The terms mean the same thing. "Subway" is US English, "Underground" or "tube" in UK English; "Métro" in France, Canadian French, and other French-speaking communities. 

In Canadian English, "subway" is used. However, speakers of English in Montreal also say "metro".


----------



## e2efour

They mean the same thing, but in the UK, for example, we would not use metro or subway to refer to the underground (unless perhaps we were speaking to an American or a French person).


----------



## entangledbank

There's no difference in meaning, despite the different dictionary wording. The difference is in the application: we (at least in BrE) tend to use 'metro' for anything in Europe: the Paris metro, the St Petersburg metro or underground. I suppose I'd use it for Buenos Aires but not Sydney or Tokyo. 'Metro' is felt to be a continental European word, so I'd use it for certain foreign countries, especially if I knew that's what it was called locally.
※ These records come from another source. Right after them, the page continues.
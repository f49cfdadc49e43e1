// src/scrape/mail.rs
// =============================================================================
// This module scrapes archived mails and reports what it found in each.
//
// For every mail we record:
// - the URL
// - the subject (if the page declared one)
// - the patch (if the body contains one)
// - a status saying how it went
//
// Rust concepts:
// - Streams: futures::stream::iter + then() awaits one mail after another
// - serde(tag/flatten): The status enum becomes a "status" field in JSON
// =============================================================================

use anyhow::{Context, Result};
use futures::stream::{self, StreamExt};
use serde::Serialize;
use tracing::{info, warn};
use url::Url;

use crate::archive::{extract_patch, segment, IndexPage};
use crate::fetch::{CachedFetcher, Fetch, Store};

// What happened when we scraped one mail
#[derive(Debug, Clone, PartialEq, Eq, Serialize)]
#[serde(tag = "status", rename_all = "snake_case")]
pub enum MailStatus {
    /// The body contains a patch
    Patch,
    /// The body has no "--- " line
    NoPatch,
    /// The page has no Body-of-Message section
    NoBody,
    /// The page could not be fetched
    FetchFailed,
}

// The result of scraping a single mail
#[derive(Debug, Clone, Serialize)]
pub struct MailReport {
    pub url: String,
    #[serde(flatten)]
    pub status: MailStatus,
    #[serde(skip_serializing_if = "Option::is_none")]
    pub subject: Option<String>,
    #[serde(skip_serializing_if = "Option::is_none")]
    pub body: Option<String>,
    #[serde(skip_serializing_if = "Option::is_none")]
    pub patch: Option<String>,
    /// Error details for FetchFailed
    #[serde(skip_serializing_if = "Option::is_none")]
    pub message: Option<String>,
}

impl MailReport {
    fn failed(url: &str, message: String) -> Self {
        Self {
            url: url.to_string(),
            status: MailStatus::FetchFailed,
            subject: None,
            body: None,
            patch: None,
            message: Some(message),
        }
    }

    pub fn has_patch(&self) -> bool {
        self.status == MailStatus::Patch
    }

    /// Drops the body; scan reports only carry subject and patch.
    pub fn without_body(mut self) -> Self {
        self.body = None;
        self
    }
}

// Fetches one archived mail and pulls out subject, body and patch
//
// Never fails: problems are reported through MailReport::status.
pub async fn scrape_mail<F: Fetch, S: Store>(fetcher: &CachedFetcher<F, S>, url: &str) -> MailReport {
    let html = match fetcher.get(url).await {
        Ok(html) => html,
        Err(e) => {
            warn!(%url, error = %e, "failed to fetch mail");
            return MailReport::failed(url, e.to_string());
        }
    };

    let message = segment(&html);
    let patch = message.body.as_deref().and_then(extract_patch);

    let status = match (&message.body, &patch) {
        (None, _) => {
            warn!(%url, "page has no message body");
            MailStatus::NoBody
        }
        (Some(_), Some(_)) => MailStatus::Patch,
        (Some(_), None) => MailStatus::NoPatch,
    };

    MailReport {
        url: url.to_string(),
        status,
        subject: message.subject,
        body: message.body,
        patch,
        message: None,
    }
}

// Scrapes every mail listed on an archive index page
//
// Parameters:
//   fetcher: cached fetcher used for the index and every mail
//   index_url: the index page (see archive::index_base_url)
//   limit: only look at the first N mails, if set
//
// Returns: one report per mail, in index order. Only a failure to get the
// index page itself is an error.
pub async fn scrape_index<F: Fetch, S: Store>(
    fetcher: &CachedFetcher<F, S>,
    index_url: &Url,
    limit: Option<usize>,
) -> Result<Vec<MailReport>> {
    let html = fetcher
        .get(index_url.as_str())
        .await
        .with_context(|| format!("failed to fetch index {}", index_url))?;

    // The parsed page is dropped before we start awaiting mail fetches
    let mail_urls: Vec<Url> = {
        let page = IndexPage::parse(index_url.clone(), &html);
        page.message_urls().take(limit.unwrap_or(usize::MAX)).collect()
    };
    info!(index = %index_url, mails = mail_urls.len(), "index scanned");

    let reports: Vec<MailReport> = stream::iter(mail_urls)
        .then(move |url| async move { scrape_mail(fetcher, url.as_str()).await.without_body() })
        .collect()
        .await;

    Ok(reports)
}

#[cfg(test)]
mod tests {
    use super::*;
    use crate::fetch::{FetchError, MemoryStore};
    use async_trait::async_trait;
    use reqwest::StatusCode;
    use std::collections::HashMap;

    const INDEX: &str = "https://gcc.gnu.org/ml/gcc-patches/1998-05/";

    struct FakeArchive {
        pages: HashMap<String, String>,
    }

    #[async_trait]
    impl Fetch for FakeArchive {
        async fn fetch(&self, url: &str) -> Result<String, FetchError> {
            self.pages
                .get(url)
                .cloned()
                .ok_or_else(|| FetchError::status(url, StatusCode::NOT_FOUND))
        }
    }

    fn mail_page(subject: &str, body: &str) -> String {
        format!(
            "<!--X-Subject: {subject} -->\n<!--X-Body-of-Message-->\n<PRE>\n{body}\n</PRE>\n\n<!--X-Body-of-Message-End-->\n"
        )
    }

    fn archive() -> CachedFetcher<FakeArchive, MemoryStore> {
        let index = r#"
            <ul>
            <li><a href="msg00003.html">missing</a></li>
            <li><a href="msg00002.html">no body</a></li>
            <li><a href="msg00001.html">question</a></li>
            <li><a href="msg00000.html">patch</a></li>
            </ul>
            <a href="threads.html">threads</a>
        "#;

        let mut pages = HashMap::new();
        pages.insert(INDEX.to_string(), index.to_string());
        pages.insert(
            format!("{INDEX}msg00000.html"),
            mail_page("PATCH: fix typo", "Fix.\n--- a/f\n+++ b/f\n@@ -1 +1 @@\n-teh\n+the\n\nThanks"),
        );
        pages.insert(
            format!("{INDEX}msg00001.html"),
            mail_page("Question about -O2", "Why is it slow?"),
        );
        pages.insert(format!("{INDEX}msg00002.html"), "<html>moved</html>\n".to_string());

        CachedFetcher::new(FakeArchive { pages }, MemoryStore::new())
    }

    #[tokio::test]
    async fn test_scrape_mail_with_patch() {
        let fetcher = archive();

        let report = scrape_mail(&fetcher, &format!("{INDEX}msg00000.html")).await;

        assert_eq!(report.status, MailStatus::Patch);
        assert_eq!(report.subject.as_deref(), Some("PATCH: fix typo"));
        assert_eq!(report.patch.as_deref(), Some("--- a/f\n+++ b/f\n@@ -1 +1 @@\n-teh\n+the\n"));
        assert!(report.body.unwrap().starts_with("Fix."));
    }

    #[tokio::test]
    async fn test_scrape_index_reports_every_mail() {
        let fetcher = archive();
        let index = Url::parse(INDEX).unwrap();

        let reports = scrape_index(&fetcher, &index, None).await.unwrap();

        let statuses: Vec<_> = reports.iter().map(|r| r.status.clone()).collect();
        assert_eq!(
            statuses,
            vec![
                MailStatus::FetchFailed,
                MailStatus::NoBody,
                MailStatus::NoPatch,
                MailStatus::Patch,
            ]
        );
        assert!(reports[0].message.as_deref().unwrap().contains("404"));
        assert_eq!(reports[2].subject.as_deref(), Some("Question about -O2"));
        assert!(reports.iter().all(|r| r.body.is_none()));
        assert_eq!(reports.iter().filter(|r| r.has_patch()).count(), 1);
    }

    #[tokio::test]
    async fn test_scrape_index_limit_and_cache() {
        let fetcher = archive();
        let index = Url::parse(INDEX).unwrap();

        let first = scrape_index(&fetcher, &index, Some(2)).await.unwrap();
        assert_eq!(first.len(), 2);
        assert_eq!(first[1].url, format!("{INDEX}msg00002.html"));

        // Second pass reads the index and the mail from the cache
        scrape_index(&fetcher, &index, Some(2)).await.unwrap();
        let stats = fetcher.stats();
        assert_eq!(stats.hits, 2);
        // index + msg00003 (failed) + msg00002, then msg00003 again
        assert_eq!(stats.misses, 4);
    }

    #[tokio::test]
    async fn test_missing_index_is_an_error() {
        let fetcher = CachedFetcher::new(
            FakeArchive {
                pages: HashMap::new(),
            },
            MemoryStore::new(),
        );
        let index = Url::parse(INDEX).unwrap();

        assert!(scrape_index(&fetcher, &index, None).await.is_err());
    }

    #[test]
    fn test_report_json_shape() {
        let report = MailReport {
            url: "u".to_string(),
            status: MailStatus::NoPatch,
            subject: Some("s".to_string()),
            body: None,
            patch: None,
            message: None,
        };

        let json = serde_json::to_value(&report).unwrap();

        assert_eq!(json, serde_json::json!({"url": "u", "status": "no_patch", "subject": "s"}));
    }
}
Some places in Britain however may have a Metro: but Newcastle's appears to be mainly light rail (overground).


----------



## La_Nereida

That's very enlightening 
Thank you all!

LA


----------



## pickarooney

I would call them all by their local names - New York Subway, Paris Metro, London Underground (or Tube), Berlin U-Bahn...


----------



## jpyvr

I agree with the previous poster that the best bet is just to use the local name in most cases.


----------



## chuanliu

I also bought a very old air-conditioning machine for twenty-five dollars, a great bargain, and I like this machine. It has almost no effect on the atmosphere of the room, merely chipping the edge off the heat, and it makes a loud grinding noise reminiscent of the *subway*, so that I can snap off the lights, close my eyes, holding the damp towel at the ready, and imagine, with the first stab, that I am riding in the *underground* and being pricked by pins wielded by angry girls.
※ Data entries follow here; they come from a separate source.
// src/fetch/cache.rs
// =============================================================================
// This module puts a cache in front of the network.
//
// Scraping a month of an archive means hundreds of GETs. The first run fills
// the cache; later runs read everything back from disk and never hit the
// server again.
//
// How it works:
// 1. Turn the URL into a key (a percent-encoded, file-name-safe string)
// 2. If the store has that key, return the stored page (a "hit")
// 3. Otherwise fetch it, save it under the key, and return it (a "miss")
//
// Pieces:
// - Store: where cached pages live (DiskStore, or MemoryStore in tests)
// - CachedFetcher: wraps any Fetch plus any Store, counts hits and misses
//
// Rust concepts:
// - Generics: CachedFetcher<F, S> works with any fetcher and any store
// - Atomics: Counting hits/misses through a shared reference (&self)
// - Mutex: Interior mutability for the in-memory store
// =============================================================================

use percent_encoding::{utf8_percent_encode, AsciiSet, NON_ALPHANUMERIC};
use serde::Serialize;
use std::collections::HashMap;
use std::io::{ErrorKind, Write};
use std::path::{Path, PathBuf};
use std::sync::atomic::{AtomicUsize, Ordering};
use std::sync::{Mutex, MutexGuard};
use tempfile::NamedTempFile;
use tracing::{debug, info};

use super::{Fetch, FetchError};

// Everything except letters, digits and "_.-~" gets escaped, '/' included,
// so a whole URL becomes one flat file name
const KEY_ESCAPES: &AsciiSet = &NON_ALPHANUMERIC
    .remove(b'_')
    .remove(b'.')
    .remove(b'-')
    .remove(b'~');

/// Turns a URL into a cache key.
///
/// `https://gcc.gnu.org/ml/x/msg1.html` becomes
/// `https%3A%2F%2Fgcc.gnu.org%2Fml%2Fx%2Fmsg1.html`.
pub fn cache_key(url: &str) -> String {
    utf8_percent_encode(url, KEY_ESCAPES).to_string()
}

/// A key-value store for fetched pages.
pub trait Store: Send + Sync {
    /// Returns the stored content, or None if the key is not stored.
    fn load(&self, key: &str) -> Result<Option<String>, FetchError>;

    fn save(&self, key: &str, content: &str) -> Result<(), FetchError>;
}

/// Stores one file per key inside a directory.
#[derive(Debug, Clone)]
pub struct DiskStore {
    dir: PathBuf,
}

impl DiskStore {
    // The directory is created lazily, on the first save
    pub fn new(dir: impl Into<PathBuf>) -> Self {
        Self { dir: dir.into() }
    }

    pub fn dir(&self) -> &Path {
        &self.dir
    }

    fn path_for(&self, key: &str) -> PathBuf {
        self.dir.join(key)
    }
}

impl Store for DiskStore {
    fn load(&self, key: &str) -> Result<Option<String>, FetchError> {
        let path = self.path_for(key);
        match std::fs::read_to_string(&path) {
            Ok(content) => Ok(Some(content)),
            Err(e) if e.kind() == ErrorKind::NotFound => Ok(None),
            Err(e) => Err(FetchError::cache(path, e)),
        }
    }

    // The page goes to a temp file in the same directory and is renamed over
    // the key, so an interrupted write never leaves a truncated page behind
    fn save(&self, key: &str, content: &str) -> Result<(), FetchError> {
        std::fs::create_dir_all(&self.dir).map_err(|e| FetchError::cache(&self.dir, e))?;

        let mut file = NamedTempFile::new_in(&self.dir).map_err(|e| FetchError::cache(&self.dir, e))?;
        file.write_all(content.as_bytes())
            .map_err(|e| FetchError::cache(file.path(), e))?;

        let path = self.path_for(key);
        file.persist(&path).map_err(|e| FetchError::cache(path, e.error))?;
        Ok(())
    }
}

/// Keeps pages in memory. Handy for tests.
#[derive(Debug, Default)]
pub struct MemoryStore {
    pages: Mutex<HashMap<String, String>>,
}

impl MemoryStore {
    pub fn new() -> Self {
        Self::default()
    }

    // A panic while holding the lock can't leave the map half-updated,
    // so a poisoned lock is still safe to read
    fn pages(&self) -> MutexGuard<'_, HashMap<String, String>> {
        self.pages.lock().unwrap_or_else(|poisoned| poisoned.into_inner())
    }

    pub fn len(&self) -> usize {
        self.pages().len()
    }

    pub fn is_empty(&self) -> bool {
        self.len() == 0
    }
}

impl Store for MemoryStore {
    fn load(&self, key: &str) -> Result<Option<String>, FetchError> {
        Ok(self.pages().get(key).cloned())
    }

    fn save(&self, key: &str, content: &str) -> Result<(), FetchError> {
        self.pages().insert(key.to_string(), content.to_string());
        Ok(())
    }
}

/// How often the cache saved us a request.
#[derive(Debug, Clone, Copy, Default, PartialEq, Eq, Serialize)]
pub struct CacheStats {
    pub hits: usize,
    pub misses: usize,
}

/// A fetcher that consults a store before going to the network.
pub struct CachedFetcher<F, S> {
    fetcher: F,
    store: S,
    hits: AtomicUsize,
    misses: AtomicUsize,
}

impl<F: Fetch, S: Store> CachedFetcher<F, S> {
    pub fn new(fetcher: F, store: S) -> Self {
        Self {
            fetcher,
            store,
            hits: AtomicUsize::new(0),
            misses: AtomicUsize::new(0),
        }
    }

    // Gets a page, from the store if we have it, from the network if not
    //
    // A failed fetch stores nothing, so the next run tries again.
    pub async fn get(&self, url: &str) -> Result<String, FetchError> {
        let key = cache_key(url);

        if let Some(content) = self.store.load(&key)? {
            debug!(%url, "using cache");
            self.hits.fetch_add(1, Ordering::Relaxed);
            return Ok(content);
        }

        info!(%url, "GET");
        self.misses.fetch_add(1, Ordering::Relaxed);
        let content = self.fetcher.fetch(url).await?;
        self.store.save(&key, &content)?;

        Ok(content)
    }

    pub fn stats(&self) -> CacheStats {
        CacheStats {
            hits: self.hits.load(Ordering::Relaxed),
            misses: self.misses.load(Ordering::Relaxed),
        }
    }

    pub fn store(&self) -> &S {
        &self.store
    }
}

// -----------------------------------------------------------------------------
// BEGINNER NOTES:
//
// 1. Why AtomicUsize instead of a plain usize?
//    - get() takes &self, so we can't mutate normal fields
//    - Atomics can be updated through a shared reference
//    - Ordering::Relaxed is enough: the counts are just statistics
//
// 2. What is `Err(e) if e.kind() == ...`?
//    - A match guard: the arm only matches if the condition is true
//    - A missing file is a normal cache miss, any other I/O error is real
//
// 3. Why is the store a trait?
//    - The scraper doesn't care where pages are kept
//    - DiskStore for real runs, MemoryStore for tests
//    - Same CachedFetcher code works with both (generics)
// -----------------------------------------------------------------------------
// src/archive/mod.rs
// =============================================================================
// This module understands the pages of an MHonArc mailing-list archive.
//
// Submodules:
// - index: Lists the mails linked from a monthly index page
// - message: Splits one archived mail into subject and body
// - patch: Finds the unified diff inside a mail body
//
// message and patch are pure text processing: no I/O, no async. They are fed
// by the fetch module and can be tested with plain strings.
// =============================================================================

mod index;
mod message;
mod patch;

pub use index::{index_base_url, IndexPage};
pub use message::{segment, Message, SectionMap, BODY_SECTION, PREAMBLE};
pub use patch::{extract_patch, is_diff_line};

#[cfg(test)]
mod tests {
    use super::*;

    #[test]
    fn test_segment_then_extract() {
        let page = "<!--X-Subject: [PATCH] fix typo -->\n\
                    <!--X-Head-of-Message-->\n\
                    <ul><li>From: someone</li></ul>\n\
                    <!--X-Body-of-Message-->\n\
                    <PRE>\n\
                    Obvious fix.\n\
                    \n\
                    --- a/README\n\
                    +++ b/README\n\
                    @@ -1 +1 @@\n\
                    -teh\n\
                    +the\n\
                    \n\
                    Thanks\n\
                    </PRE>\n\
                    \n\
                    <!--X-Body-of-Message-End-->\n";

        let message = segment(page);
        assert_eq!(message.subject.as_deref(), Some("[PATCH] fix typo"));

        let body = message.body.unwrap();
        assert!(body.starts_with("Obvious fix."));
        assert!(body.ends_with("Thanks"));

        let patch = extract_patch(&body);
        assert_eq!(
            patch.as_deref(),
            Some("--- a/README\n+++ b/README\n@@ -1 +1 @@\n-teh\n+the\n")
        );
    }
}
// src/fetch/error.rs
// Errors raised while downloading or caching archive pages.

use reqwest::StatusCode;
use std::path::PathBuf;
use thiserror::Error;

#[derive(Debug, Error)]
pub enum FetchError {
    #[error("request failed: {0}")]
    Request(#[from] reqwest::Error),
    #[error("GET {url} returned HTTP {status}")]
    Status { url: String, status: StatusCode },
    #[error("cache error at {}: {source}", path.display())]
    Cache {
        path: PathBuf,
        #[source]
        source: std::io::Error,
    },
}

impl FetchError {
    pub fn status(url: &str, status: StatusCode) -> Self {
        FetchError::Status {
            url: url.to_string(),
            status,
        }
    }

    pub fn cache(path: impl Into<PathBuf>, source: std::io::Error) -> Self {
        FetchError::Cache {
            path: path.into(),
            source,
        }
    }
}
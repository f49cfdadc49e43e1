// src/scrape/mod.rs
// =============================================================================
// This module ties fetching and parsing together.
//
// Flow for one index page:
//   index URL -> fetch -> IndexPage -> mail URLs
//   each mail URL -> fetch -> segment -> (subject, body) -> extract_patch
//
// Mails are processed one at a time. A mail that fails (network error, page
// without a body) becomes a row in the report; it never stops the scan.
// =============================================================================

mod mail;

pub use mail::{scrape_index, scrape_mail, MailReport, MailStatus};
I wonder Why does White use subway and underground at the same time? Is there any special events collected with underground in Britain and angry girls? Thank you very much!


----------



## cyberpedant

chuanliu said:


> *
> 
> I wonder Why does White use subway and underground at the same time? *



Most good writers (in English, at least) like to avoid repeating the same word when a reasonable synonym is available.


----------



## natkretep

Chuanliu, please tell us were the sentence comes from. In BrE, a subway is what Americans call a pedestrian underpass (underground passage for pedestrians), whereas the underground is an underground urban rail system.


----------



## Copyright

_Moderator note: chuanliu's thread (post #33) was merged yesterday with this thread. The post below #33 was the same question in a new thread that was started today. 
_


----------



## Cagey

This is from E. B. White 's _At Turtle Bay.
_It takes place in New York City.  

We have discussed other aspects of the passage here: riding in the underground


----------



## Egmont

If it's in New York City, "subway" would be the natural term to use. I can understand using "underground" to avoid repetition. However, most New Yorkers writing in 1957 would have said something like "riding on the IRT" if they felt they had to use a different term. (Subway lines continued to be known by the names of the companies that originally built them for many decades after the city took control of all New York subway lines in 1940.)


----------



## Lamourie

A few follow-up comments for this thread:
"Flyover" is also used in the U.S. railroad industry to describe a bridge of one rail line over another, built to avoid congestion which would result when the two lines intersect at ground level.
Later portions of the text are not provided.